◆ Exercise instructions: Return each line of the data that follows exactly as it reads.

::: Data supplied

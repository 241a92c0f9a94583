//! Recording error sink

use std::sync::Arc;
use std::time::Duration;

use parking_lot::Mutex;

use crate::dispatch::ErrorSink;
use crate::error::TransportError;

/// An [`ErrorSink`] that keeps every reported error
///
/// Clones share the same record.
#[derive(Debug, Clone, Default)]
pub struct RecordingSink {
    errors: Arc<Mutex<Vec<TransportError>>>,
}

impl RecordingSink {
    /// Create an empty sink
    #[must_use]
    pub fn new() -> Self {
        Self::default()
    }

    /// Errors reported so far
    #[must_use]
    pub fn errors(&self) -> Vec<TransportError> {
        self.errors.lock().clone()
    }

    /// Wait until at least `count` errors were reported, for up to five seconds
    pub async fn wait_for(&self, count: usize) -> bool {
        for _ in 0..500 {
            if self.errors.lock().len() >= count {
                return true;
            }
            tokio::time::sleep(Duration::from_millis(10)).await;
        }
        false
    }
}

impl ErrorSink for RecordingSink {
    fn report(&self, error: TransportError) {
        self.errors.lock().push(error);
    }
}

::::::

◆ Answer to this exercise:
repository 241a92c0f9a94583
//! Recording error sink

use std::sync::Arc;
use std::time::Duration;

use parking_lot::Mutex;

use crate::dispatch::ErrorSink;
use crate::error::TransportError;

/// An [`ErrorSink`] that keeps every reported error
///
/// Clones share the same record.
#[derive(Debug, Clone, Default)]
pub struct RecordingSink {
    errors: Arc<Mutex<Vec<TransportError>>>,
}

impl RecordingSink {
    /// Create an empty sink
    #[must_use]
    pub fn new() -> Self {
        Self::default()
    }

    /// Errors reported so far
    #[must_use]
    pub fn errors(&self) -> Vec<TransportError> {
        self.errors.lock().clone()
    }

    /// Wait until at least `count` errors were reported, for up to five seconds
    pub async fn wait_for(&self, count: usize) -> bool {
        for _ in 0..500 {
            if self.errors.lock().len() >= count {
                return true;
            }
            tokio::time::sleep(Duration::from_millis(10)).await;
        }
        false
    }
}

impl ErrorSink for RecordingSink {
    fn report(&self, error: TransportError) {
        self.errors.lock().push(error);
    }
}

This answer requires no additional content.